--- Raw data Enclosed Below ---

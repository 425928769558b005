#![cfg_attr(docsrs, feature(doc_auto_cfg))]

//! Core types for the card-payment 3D Secure verification lookup flow.
//!
//! This crate provides the request model, wire serialization, and result
//! types used when asking a payment gateway whether 3D Secure authentication
//! is required for a tokenized payment method. It is transport-agnostic;
//! the HTTP client lives in a separate crate.
//!
//! # Overview
//!
//! A caller builds a [`request::VerificationRequest`] for a payment method
//! nonce and amount, optionally attaching customer contact details and a
//! billing address. The request is rendered into the gateway's lookup wire
//! format by [`wire::LookupRequestBody`] and submitted by a transport layer.
//! The gateway's answer deserializes into [`lookup::LookupResponse`], which
//! carries the ACS handoff fields when a challenge is required.
//!
//! # Modules
//!
//! - [`config`] - Gateway configuration and the 3D Secure feature flag
//! - [`error`] - Error taxonomy for a verification attempt
//! - [`listener`] - Listener trait for asynchronous lookup outcomes
//! - [`lookup`] - Lookup response wire types
//! - [`request`] - Verification request model
//! - [`wire`] - Lookup request body serialization

pub mod config;
pub mod error;
pub mod listener;
pub mod lookup;
pub mod request;
pub mod wire;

--- End of Enclosed Raw data ---

■ Required work
Only the lines from the one bearing "pub mod listener;" through the end of the entries above belong in the answer, each one exactly as given.

■ Written response
pub mod listener;
pub mod lookup;
pub mod request;
pub mod wire;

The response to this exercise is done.